I frantically two-finger-typed the above paragraph into my "2017 Goals" phone memos on New Year Eve. Forget all the other music/photography/business goals that I'd been composing for days. The wisdom of the universe just landed in my lap...right outside the ladies' bathroom at Resolution 2017. My meaning of life is happiness and all goals are just stepping stones to get to happyland, and happyland is just a place where you're loving yourself, loving other people, and loving the world around you. Every goal we set and action we take is an attempt to get us to this happy place. We just get very distracted along the way and start to think the goals themselves are important. I am embarrassed to see how selfish & egocentric I've been; spending half of 2016 naval gazing, desperately trying to identify 'my calling' and what I WANT, me me me. To my credit, I was cracking out of my people-pleaser shell so it's only natural that I swing to both extremes.

But now, it's 2017 and I'm wondering...how do I love?

How do I love myself?
Through...healthy lifestyle choices? Following my passions? Challenging myself and making myself proud? Listening to my intuition? Only focusing on the positive? Delighting in simple things? Being patient and understanding with my development? Encouraging my interests? Saying no?

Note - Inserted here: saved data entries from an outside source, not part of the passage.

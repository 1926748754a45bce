//! In-memory SQLite layer for SpaceX launch records.
//!
//! This crate loads the launch CSV once into an in-memory SQLite table and
//! exposes typed query methods plus the two chart handlers the dashboard is
//! built around:
//!
//! - [`Database::success_pie_chart`]: successful launches by site, or
//!   success vs. failure for one site
//! - [`Database::payload_scatter_chart`]: payload mass against outcome,
//!   colored by booster version category
//!
//! # Usage
//!
//! ```rust
//! use spacex_db::Database;
//! use spacex_launch::launch_site::SiteFilter;
//!
//! let db = Database::from_csv(
//!     ",Flight Number,Launch Site,class,Payload Mass (kg),Booster Version,Booster Version Category\n\
//!      0,1,KSC LC-39A,1,2490.0,F9 FT B1031.1,FT\n",
//! )
//! .unwrap();
//!
//! let pie = db.success_pie_chart(&SiteFilter::All).unwrap();
//! assert_eq!(pie.slices.len(), 1);
//! ```
//!
//! The table is written exactly once, by [`Database::load_launches`]; every
//! other method only reads it.

pub mod schema;
mod loader;
mod queries;
pub mod charts;
pub mod models;

use anyhow::anyhow;
use rusqlite::Connection;
use std::sync::{Arc, Mutex, MutexGuard};

/// In-memory SQLite database holding the launch table.
///
/// Cheaply cloneable; clones share one connection. The connection sits
/// behind a `Mutex` so the same handle serves the single-threaded WASM
/// dashboard and the multi-threaded native HTTP server.
#[derive(Clone, Debug)]
pub struct Database {
    conn: Arc<Mutex<Connection>>,
}

impl Database {
    /// Create a new in-memory database with the schema applied and no rows.
    pub fn new() -> anyhow::Result<Self> {
        let conn = Connection::open_in_memory()?;
        conn.execute_batch(schema::create_schema())?;
        Ok(Self {
            conn: Arc::new(Mutex::new(conn)),
        })
    }

    /// Create a database and load it from launch CSV text.
    pub fn from_csv(csv_data: &str) -> anyhow::Result<Self> {
        let db = Self::new()?;
        db.load_launches(csv_data)?;
        Ok(db)
    }

    fn conn(&self) -> anyhow::Result<MutexGuard<'_, Connection>> {
        self.conn
            .lock()
            .map_err(|_| anyhow!("launch database connection lock poisoned"))
    }
}

#[cfg(test)]
mod tests {
    use super::*;

    #[test]
    fn database_creates_successfully() {
        let db = Database::new();
        assert!(db.is_ok(), "Database should create without errors");
    }

    #[test]
    fn database_starts_empty() {
        let db = Database::new().unwrap();
        assert_eq!(db.query_launch_count().unwrap(), 0);
    }

    #[test]
    fn database_is_cloneable() {
        let db = Database::new().unwrap();
        let db2 = db.clone();
        db.load_launches(
            ",Flight Number,Launch Site,class,Payload Mass (kg),Booster Version,Booster Version Category\n\
             0,1,CCAFS LC-40,0,0.0,F9 v1.0  B0003,v1.0\n",
        )
        .unwrap();
        assert_eq!(
            db2.query_launch_count().unwrap(),
            1,
            "Clone should see same data via the shared connection"
        );
    }

    #[test]
    fn database_debug_names_the_handle() {
        let db = Database::new().unwrap();
        assert!(format!("{:?}", db).starts_with("Database"));
    }

    #[test]
    fn database_is_send_and_sync() {
        fn assert_send_sync<T: Send + Sync>() {}
        assert_send_sync::<Database>();
    }
}
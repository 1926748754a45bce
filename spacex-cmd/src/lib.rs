//! Command implementations for the launch dashboard CLI.
//!
//! Every command loads the launch CSV once, up front; a missing or
//! malformed file ends the command with an error before any output.

use anyhow::Context;
use clap::Subcommand;
use spacex_db::Database;
use std::path::{Path, PathBuf};

pub mod report;
pub mod serve;

#[derive(Subcommand)]
pub enum Command {
    /// Print launch and success totals per site
    Summary {
        /// Path to the launch records CSV
        #[arg(short = 'c', long)]
        csv: PathBuf,
    },

    /// Print the success pie chart for a site selection as JSON
    Pie {
        /// Path to the launch records CSV
        #[arg(short = 'c', long)]
        csv: PathBuf,

        /// Launch site name, or ALL for every site
        #[arg(short = 's', long, default_value = "ALL")]
        site: String,
    },

    /// Print the payload scatter chart for a site selection and payload range as JSON
    Scatter {
        /// Path to the launch records CSV
        #[arg(short = 'c', long)]
        csv: PathBuf,

        /// Launch site name, or ALL for every site
        #[arg(short = 's', long, default_value = "ALL")]
        site: String,

        /// Lower payload bound in kg (defaults to the smallest payload)
        #[arg(long)]
        low: Option<f64>,

        /// Upper payload bound in kg (defaults to the largest payload)
        #[arg(long)]
        high: Option<f64>,
    },

    /// Serve the chart handlers as JSON and, optionally, a built dashboard bundle
    Serve {
        /// Path to the launch records CSV
        #[arg(short = 'c', long)]
        csv: PathBuf,

        /// Directory produced by `dx build` for dash-launch-records
        #[arg(short = 'd', long)]
        dist: Option<PathBuf>,

        /// Address to listen on
        #[arg(short = 'a', long, default_value = "127.0.0.1:8050")]
        addr: String,
    },
}

pub async fn run(command: Command) -> anyhow::Result<()> {
    match command {
        Command::Summary { csv } => {
            let db = load_database(&csv)?;
            print!("{}", report::summary_table(&db)?);
            Ok(())
        }
        Command::Pie { csv, site } => {
            let db = load_database(&csv)?;
            println!("{}", report::pie_json(&db, &site)?);
            Ok(())
        }
        Command::Scatter {
            csv,
            site,
            low,
            high,
        } => {
            let db = load_database(&csv)?;
            println!("{}", report::scatter_json(&db, &site, low, high)?);
            Ok(())
        }
        Command::Serve { csv, dist, addr } => {
            let db = load_database(&csv)?;
            serve::run_server(db, dist, &addr).await
        }
    }
}

/// Read and load the launch CSV at `path`.
pub fn load_database(path: &Path) -> anyhow::Result<Database> {
    let csv_data = std::fs::read_to_string(path)
        .with_context(|| format!("failed to read launch CSV {}", path.display()))?;
    let db = Database::from_csv(&csv_data)
        .with_context(|| format!("failed to load launch CSV {}", path.display()))?;
    log::info!(
        "Loaded {} launch records from {}",
        db.query_launch_count()?,
        path.display()
    );
    Ok(db)
}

How do I love other people? 
Through... music? conversation? gift? writing a blog? Running a business? Teaching workshops? Teaching Yoga? Do I need to volunteer at the homeless shelter? Just focus on my artwork and have faith it will help someone? Hug everybody? What does it mean to love

I feel pretty confident about about to love myself but loving other people confuses me. 
Can I use my self-love as an example/template for loving others?